┌──

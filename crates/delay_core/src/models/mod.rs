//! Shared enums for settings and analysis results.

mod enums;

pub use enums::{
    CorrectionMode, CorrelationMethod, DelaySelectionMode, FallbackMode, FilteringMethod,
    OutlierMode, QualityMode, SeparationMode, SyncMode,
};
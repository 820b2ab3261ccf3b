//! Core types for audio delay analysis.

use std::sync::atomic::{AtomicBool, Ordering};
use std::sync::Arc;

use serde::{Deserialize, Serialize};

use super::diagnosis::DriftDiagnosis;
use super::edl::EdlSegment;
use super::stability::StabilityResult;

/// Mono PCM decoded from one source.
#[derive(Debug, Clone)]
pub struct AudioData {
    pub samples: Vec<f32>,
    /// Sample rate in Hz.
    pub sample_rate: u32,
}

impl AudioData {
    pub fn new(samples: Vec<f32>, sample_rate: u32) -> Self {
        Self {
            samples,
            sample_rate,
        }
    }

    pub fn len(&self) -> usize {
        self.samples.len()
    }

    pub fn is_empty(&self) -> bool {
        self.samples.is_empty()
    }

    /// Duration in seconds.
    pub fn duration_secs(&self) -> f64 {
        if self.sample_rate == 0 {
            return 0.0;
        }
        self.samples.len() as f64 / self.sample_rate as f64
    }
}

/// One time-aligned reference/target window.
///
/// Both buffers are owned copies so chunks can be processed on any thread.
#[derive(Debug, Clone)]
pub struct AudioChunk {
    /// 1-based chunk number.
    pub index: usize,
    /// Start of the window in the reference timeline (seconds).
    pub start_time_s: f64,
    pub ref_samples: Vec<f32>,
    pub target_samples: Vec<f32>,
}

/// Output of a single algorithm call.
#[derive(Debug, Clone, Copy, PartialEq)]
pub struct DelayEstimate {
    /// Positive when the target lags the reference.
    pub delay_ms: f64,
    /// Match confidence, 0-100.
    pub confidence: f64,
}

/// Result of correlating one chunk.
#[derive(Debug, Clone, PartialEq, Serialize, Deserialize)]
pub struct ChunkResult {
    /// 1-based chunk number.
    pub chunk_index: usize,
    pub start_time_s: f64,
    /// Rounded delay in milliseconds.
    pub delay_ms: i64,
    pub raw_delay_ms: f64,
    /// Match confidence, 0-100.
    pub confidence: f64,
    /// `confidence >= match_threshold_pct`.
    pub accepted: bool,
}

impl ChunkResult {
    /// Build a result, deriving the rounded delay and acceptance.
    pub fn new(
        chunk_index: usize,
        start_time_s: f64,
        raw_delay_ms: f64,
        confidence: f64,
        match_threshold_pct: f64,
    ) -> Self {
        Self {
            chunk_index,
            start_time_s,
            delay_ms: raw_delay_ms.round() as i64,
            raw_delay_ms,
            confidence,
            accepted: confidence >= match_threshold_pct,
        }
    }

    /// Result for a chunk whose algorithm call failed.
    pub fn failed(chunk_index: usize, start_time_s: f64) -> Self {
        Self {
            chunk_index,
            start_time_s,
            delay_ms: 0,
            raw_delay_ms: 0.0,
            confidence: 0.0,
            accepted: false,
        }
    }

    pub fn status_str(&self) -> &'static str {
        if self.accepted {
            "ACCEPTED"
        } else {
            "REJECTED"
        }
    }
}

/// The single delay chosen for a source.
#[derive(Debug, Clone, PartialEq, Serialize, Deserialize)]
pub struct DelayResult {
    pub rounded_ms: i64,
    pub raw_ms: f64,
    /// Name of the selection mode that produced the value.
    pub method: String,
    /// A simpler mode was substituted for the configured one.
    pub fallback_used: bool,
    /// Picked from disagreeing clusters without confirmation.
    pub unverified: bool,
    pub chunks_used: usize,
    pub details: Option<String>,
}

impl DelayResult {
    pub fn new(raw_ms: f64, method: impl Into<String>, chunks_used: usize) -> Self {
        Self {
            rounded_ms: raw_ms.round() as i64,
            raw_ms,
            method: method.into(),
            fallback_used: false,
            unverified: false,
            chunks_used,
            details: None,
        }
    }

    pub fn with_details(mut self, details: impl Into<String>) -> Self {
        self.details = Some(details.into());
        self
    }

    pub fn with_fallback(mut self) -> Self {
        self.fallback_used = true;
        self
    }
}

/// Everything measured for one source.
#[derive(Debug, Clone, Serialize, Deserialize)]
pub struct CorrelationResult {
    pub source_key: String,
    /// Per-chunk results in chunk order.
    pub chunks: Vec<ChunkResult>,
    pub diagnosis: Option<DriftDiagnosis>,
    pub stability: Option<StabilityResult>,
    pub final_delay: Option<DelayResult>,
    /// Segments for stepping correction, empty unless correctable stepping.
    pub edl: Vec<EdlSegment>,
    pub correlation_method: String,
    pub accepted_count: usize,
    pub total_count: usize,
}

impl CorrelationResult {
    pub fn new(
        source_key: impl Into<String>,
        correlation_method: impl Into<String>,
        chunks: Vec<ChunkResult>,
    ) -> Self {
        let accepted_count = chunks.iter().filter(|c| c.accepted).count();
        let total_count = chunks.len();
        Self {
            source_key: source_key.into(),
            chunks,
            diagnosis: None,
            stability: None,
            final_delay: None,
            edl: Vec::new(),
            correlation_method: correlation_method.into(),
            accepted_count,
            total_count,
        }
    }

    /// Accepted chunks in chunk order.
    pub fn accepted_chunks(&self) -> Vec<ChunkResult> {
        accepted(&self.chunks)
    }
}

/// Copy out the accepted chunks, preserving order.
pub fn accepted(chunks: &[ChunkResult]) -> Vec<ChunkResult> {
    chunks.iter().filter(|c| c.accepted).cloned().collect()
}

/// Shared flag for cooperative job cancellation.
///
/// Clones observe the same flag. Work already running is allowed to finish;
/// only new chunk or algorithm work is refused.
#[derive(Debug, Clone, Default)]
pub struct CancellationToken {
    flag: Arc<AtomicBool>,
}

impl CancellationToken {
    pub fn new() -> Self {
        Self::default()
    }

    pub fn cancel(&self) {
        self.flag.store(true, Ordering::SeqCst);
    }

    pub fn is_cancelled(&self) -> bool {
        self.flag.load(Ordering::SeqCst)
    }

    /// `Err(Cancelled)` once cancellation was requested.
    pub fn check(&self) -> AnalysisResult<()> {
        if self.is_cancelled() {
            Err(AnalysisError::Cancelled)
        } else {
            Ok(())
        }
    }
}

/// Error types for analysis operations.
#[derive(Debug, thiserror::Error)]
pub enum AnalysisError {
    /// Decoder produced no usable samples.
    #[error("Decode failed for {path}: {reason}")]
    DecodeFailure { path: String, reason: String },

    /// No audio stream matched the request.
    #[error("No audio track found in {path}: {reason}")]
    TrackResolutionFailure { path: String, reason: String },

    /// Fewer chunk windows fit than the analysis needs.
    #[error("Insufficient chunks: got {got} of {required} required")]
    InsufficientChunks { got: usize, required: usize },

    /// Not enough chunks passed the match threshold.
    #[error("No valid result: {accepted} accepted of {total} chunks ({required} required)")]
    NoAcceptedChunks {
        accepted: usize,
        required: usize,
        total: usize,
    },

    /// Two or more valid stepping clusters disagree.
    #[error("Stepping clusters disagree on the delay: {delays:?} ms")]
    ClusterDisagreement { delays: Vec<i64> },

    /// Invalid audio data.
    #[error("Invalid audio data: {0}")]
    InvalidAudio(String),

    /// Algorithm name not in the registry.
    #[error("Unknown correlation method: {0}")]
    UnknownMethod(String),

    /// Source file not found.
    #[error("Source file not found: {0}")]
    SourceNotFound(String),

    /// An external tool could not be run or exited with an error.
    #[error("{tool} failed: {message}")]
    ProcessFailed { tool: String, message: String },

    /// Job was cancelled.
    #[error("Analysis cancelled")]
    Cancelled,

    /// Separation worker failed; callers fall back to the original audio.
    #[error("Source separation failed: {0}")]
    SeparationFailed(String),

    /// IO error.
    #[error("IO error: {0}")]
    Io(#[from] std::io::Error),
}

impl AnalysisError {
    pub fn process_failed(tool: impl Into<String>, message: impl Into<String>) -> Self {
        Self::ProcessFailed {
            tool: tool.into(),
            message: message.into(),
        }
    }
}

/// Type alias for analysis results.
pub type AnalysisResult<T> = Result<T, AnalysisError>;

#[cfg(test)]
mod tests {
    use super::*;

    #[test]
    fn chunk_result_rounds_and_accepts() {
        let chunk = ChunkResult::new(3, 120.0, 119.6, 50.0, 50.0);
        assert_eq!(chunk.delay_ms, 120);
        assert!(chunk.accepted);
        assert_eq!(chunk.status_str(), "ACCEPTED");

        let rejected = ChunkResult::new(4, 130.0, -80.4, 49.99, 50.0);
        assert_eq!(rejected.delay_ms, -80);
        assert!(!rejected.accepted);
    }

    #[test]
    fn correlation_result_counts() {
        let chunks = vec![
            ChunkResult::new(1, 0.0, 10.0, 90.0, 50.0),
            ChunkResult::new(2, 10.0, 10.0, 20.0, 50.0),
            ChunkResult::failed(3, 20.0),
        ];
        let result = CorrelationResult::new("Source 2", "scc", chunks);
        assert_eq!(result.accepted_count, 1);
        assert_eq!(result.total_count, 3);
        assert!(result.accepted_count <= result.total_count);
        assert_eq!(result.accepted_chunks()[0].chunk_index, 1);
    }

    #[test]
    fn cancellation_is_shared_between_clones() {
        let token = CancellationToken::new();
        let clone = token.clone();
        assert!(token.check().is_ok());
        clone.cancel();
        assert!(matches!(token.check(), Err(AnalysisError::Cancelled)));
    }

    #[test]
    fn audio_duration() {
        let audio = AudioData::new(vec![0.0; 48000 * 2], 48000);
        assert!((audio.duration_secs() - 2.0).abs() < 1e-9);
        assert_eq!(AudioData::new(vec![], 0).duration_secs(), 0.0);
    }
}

└──

--- AIM OF THE TASK ---
Could you set down, exactly as written, the lines above between the one holding "on any thread." and the one holding "delay_ms: raw_delay_ms.round() as", inclusive, and nothing more?

--- WRITTEN SOLUTION ---
/// Both buffers are owned copies so chunks can be processed on any thread.
#[derive(Debug, Clone)]
pub struct AudioChunk {
    /// 1-based chunk number.
    pub index: usize,
    /// Start of the window in the reference timeline (seconds).
    pub start_time_s: f64,
    pub ref_samples: Vec<f32>,
    pub target_samples: Vec<f32>,
}

/// Output of a single algorithm call.
#[derive(Debug, Clone, Copy, PartialEq)]
pub struct DelayEstimate {
    /// Positive when the target lags the reference.
    pub delay_ms: f64,
    /// Match confidence, 0-100.
    pub confidence: f64,
}

/// Result of correlating one chunk.
#[derive(Debug, Clone, PartialEq, Serialize, Deserialize)]
pub struct ChunkResult {
    /// 1-based chunk number.
    pub chunk_index: usize,
    pub start_time_s: f64,
    /// Rounded delay in milliseconds.
    pub delay_ms: i64,
    pub raw_delay_ms: f64,
    /// Match confidence, 0-100.
    pub confidence: f64,
    /// `confidence >= match_threshold_pct`.
    pub accepted: bool,
}

impl ChunkResult {
    /// Build a result, deriving the rounded delay and acceptance.
    pub fn new(
        chunk_index: usize,
        start_time_s: f64,
        raw_delay_ms: f64,
        confidence: f64,
        match_threshold_pct: f64,
    ) -> Self {
        Self {
            chunk_index,
            start_time_s,
            delay_ms: raw_delay_ms.round() as i64,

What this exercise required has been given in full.